BullMQ concept AsyncMQ equivalent
Queue.add(...) Queue.add(...) / Queue.enqueue(...)
Queue.addBulk(...) Queue.add_bulk(...)
Queue.getJob(...) Queue.get_job(...)
Queue.getJobs(...) Queue.get_jobs(...)
Queue.getJobCounts(...) Queue.get_job_counts(...)
Queue.getJobCountByTypes(...) Queue.get_job_count_by_types(...)
Queue.count(...) Queue.count(...)
Queue.drain(...) Queue.drain(...)
Queue.clean(...) Queue.clean_jobs(...)
Queue.obliterate(...) Queue.obliterate(...)
Queue.getDeduplicationJobId(...) Queue.get_deduplication_job_id(...)
Queue.removeDeduplicationKey(...) Queue.remove_deduplication_key(...)
Repeatable jobs / job schedulers Queue.upsert_repeatable(...)
Process-local bootstrap schedules Queue.add_repeatable(...)
Worker concurrency / lifecycle Worker and run_worker(...)
Flow producer FlowProducer

Intentional Differences

  • AsyncMQ keeps repeatable scheduling backend-neutral instead of tying the API to Redis scripts.
  • Queue.add_repeatable(...) remains a local worker bootstrap mechanism for code-defined schedules.
  • Durable repeatables are implemented through backend storage capabilities, not a single Redis-only scheduler format.
  • AsyncMQ exposes a derived waiting-children inspection bucket from dependency metadata, but it does not persist BullMQ's separate Redis-native paused or prioritized job buckets. Queue pause remains queue-level control, and priority remains ordering metadata on waiting jobs.
  • AsyncMQ uses Pythonic job_id= instead of BullMQ's camelCase jobId on Queue.add(...), but Queue.add_bulk(...) accepts both job_id and jobId keys for migration convenience.
  • AsyncMQ stores deduplication metadata on job payloads instead of Redis-only side keys, which keeps the feature portable across built-in backends.
  • Distributed scheduler ownership and deduplication locking are strongest on Redis and Postgres. In-memory and MongoDB provide process-local coordination because they intentionally avoid pretending to be distributed lock services.

Remaining Gaps

The parity focus is practical rather than byte-for-byte API identity.

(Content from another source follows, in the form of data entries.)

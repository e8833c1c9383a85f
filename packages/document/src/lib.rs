//! # Library Hierarchy Document
//!
//! Persisted form of a library hierarchy and its in-memory model.
//!
//! ## Architecture
//!
//! ```text
//! ┌─────────────────────────────────────────────┐
//! │ xml: document text ⇄ generic element tree   │
//! └─────────────────────────────────────────────┘
//!                     ↓
//! ┌─────────────────────────────────────────────┐
//! │ codec: element tree ⇄ HierarchyTree         │
//! │  - libraries, parent edges, diagram layout  │
//! │  - unknown content carried opaquely         │
//! └─────────────────────────────────────────────┘
//!                     ↓
//! ┌─────────────────────────────────────────────┐
//! │ validate: save-time tree invariants         │
//! └─────────────────────────────────────────────┘
//! ```
//!
//! ## Usage
//!
//! ```rust,ignore
//! use hierarchy_document::{decode, encode, validate, DEFAULT_ROOT_NAME};
//!
//! let tree = decode(&xml, DEFAULT_ROOT_NAME)?;
//! if validate(&tree).is_valid() {
//!     let xml = encode(&tree)?;
//! }
//! ```

pub mod codec;
pub mod error;
pub mod export;
pub mod model;
pub mod validate;
pub mod xml;

pub use codec::{decode, default_tree, encode};
pub use error::{DocumentError, DocumentResult};
pub use export::{export, export_file_stem, ExportBlob};
pub use model::{
    Adjacency, Bounds, DiagramLayout, DiagramShape, EdgeLayout, ElementResidue, HierarchyTree,
    LibraryAttributes, LibraryNode, OpaqueContent, ParentEdge, Waypoint, DEFAULT_ROOT_NAME,
    LIBRARY_HEIGHT, LIBRARY_WIDTH, ROOT_ELEMENT_ID, ROOT_LIBRARY_ID,
};
pub use validate::{validate, ValidationReport, Violation, MULTIPLE_PARENTS};
//! # Hierarchy Validation
//!
//! Save-time checks on a [`HierarchyTree`]. Interactive edits may leave the
//! tree invalid for a while; only a save is gated on these rules.

use crate::model::HierarchyTree;
use serde::Serialize;
use tracing::debug;

pub const MULTIPLE_PARENTS: &str = "A library must not have more than one parent library.";

/// One broken rule, attributed to the offending library
#[derive(Debug, Clone, PartialEq, Eq, Serialize)]
#[serde(rename_all = "camelCase")]
pub struct Violation {
    pub library_id: String,
    pub message: String,
}

#[derive(Debug, Clone, PartialEq, Eq, Default, Serialize)]
pub struct ValidationReport {
    pub violations: Vec<Violation>,
}

impl ValidationReport {
    pub fn is_valid(&self) -> bool {
        self.violations.is_empty()
    }

    /// Violation messages in tree order, one per offending library
    pub fn messages(&self) -> Vec<String> {
        self.violations.iter().map(|v| v.message.clone()).collect()
    }
}

/// Check every non-root library for more than one incoming parent edge
pub fn validate(tree: &HierarchyTree) -> ValidationReport {
    let adjacency = tree.adjacency();

    let violations: Vec<Violation> = tree
        .nodes()
        .filter(|node| !node.is_root())
        .filter(|node| adjacency.incoming_count(&node.id) > 1)
        .map(|node| Violation {
            library_id: node.id.clone(),
            message: MULTIPLE_PARENTS.to_string(),
        })
        .collect();

    debug!(
        libraries = tree.len(),
        violations = violations.len(),
        "Validated library hierarchy"
    );
    ValidationReport { violations }
}
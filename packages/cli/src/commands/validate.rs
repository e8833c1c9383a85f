use super::{document_path, load_tree};
use crate::config::Config;
use anyhow::Result;
use clap::Args;
use colored::Colorize;
use hierarchy_document::validate as validate_tree;
use std::path::{Path, PathBuf};
use walkdir::WalkDir;

#[derive(Args, Debug)]
pub struct ValidateArgs {
    /// Document or directory to check, defaults to the configured document
    pub input: Option<PathBuf>,

    /// Output format (text, json)
    #[arg(short, long, default_value = "text")]
    pub format: String,
}

/// Result of checking one file
#[derive(Debug, Default, PartialEq)]
pub struct FileReport {
    pub violations: usize,
    pub unreadable: bool,
}

impl FileReport {
    fn failed(&self) -> bool {
        self.unreadable || self.violations > 0
    }
}

pub fn validate(args: ValidateArgs, cwd: &str) -> Result<()> {
    let config = Config::load(cwd)?;
    let input = document_path(args.input, &config, cwd);
    let json = args.format == "json";

    let files = if input.is_file() {
        vec![input]
    } else if input.is_dir() {
        find_documents(&input)
    } else {
        return Err(anyhow::anyhow!(
            "Input path does not exist: {}",
            input.display()
        ));
    };

    if !json {
        println!("🔍 {} library hierarchy", "Validating".green().bold());
        println!("   Found {} document(s)", files.len());
        println!();
    }

    let mut failed = 0;
    for file in &files {
        if check_file(file, config.root_name(), json)?.failed() {
            failed += 1;
        }
    }

    if !json {
        println!();
        if failed == 0 {
            println!("   {} No issues found!", "✓".green());
        }
    }

    if failed > 0 {
        return Err(anyhow::anyhow!("{} document(s) failed validation", failed));
    }
    Ok(())
}

pub fn check_file(path: &Path, root_name: &str, json: bool) -> Result<FileReport> {
    let tree = match load_tree(path, root_name) {
        Ok(tree) => tree,
        Err(err) => {
            if json {
                let output = serde_json::json!({
                    "file": path.display().to_string(),
                    "valid": false,
                    "error": format!("{:#}", err),
                });
                println!("{}", serde_json::to_string_pretty(&output)?);
            } else {
                eprintln!("{} {:#}", "✗".red(), err);
            }
            return Ok(FileReport {
                violations: 0,
                unreadable: true,
            });
        }
    };

    let report = validate_tree(&tree);

    if json {
        let output = serde_json::json!({
            "file": path.display().to_string(),
            "valid": report.is_valid(),
            "violations": report.violations,
        });
        println!("{}", serde_json::to_string_pretty(&output)?);
    } else if report.is_valid() {
        println!("{} {}", "✓".green(), path.display());
    } else {
        println!("{}", path.display());
        for violation in &report.violations {
            println!(
                "  {} [{}] {}",
                "error".red().bold(),
                violation.library_id,
                violation.message
            );
        }
    }

    Ok(FileReport {
        violations: report.violations.len(),
        unreadable: false,
    })
}

fn find_documents(dir: &Path) -> Vec<PathBuf> {
    WalkDir::new(dir)
        .follow_links(true)
        .into_iter()
        .filter_map(|e| e.ok())
        .map(|entry| entry.into_path())
        .filter(|path| path.is_file() && path.extension().map(|e| e == "bpmn").unwrap_or(false))
        .collect()
}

Remaining differences are intentional rather than missing implementations:

  • AsyncMQ exposes dashboard-oriented metrics history and SSE telemetry instead of BullMQ's Redis-stream queue-events and metrics getter API surface.
  • Metrics and audit history are currently process-local dashboard stores, so long-term multi-instance analytics should be exported to external observability tooling.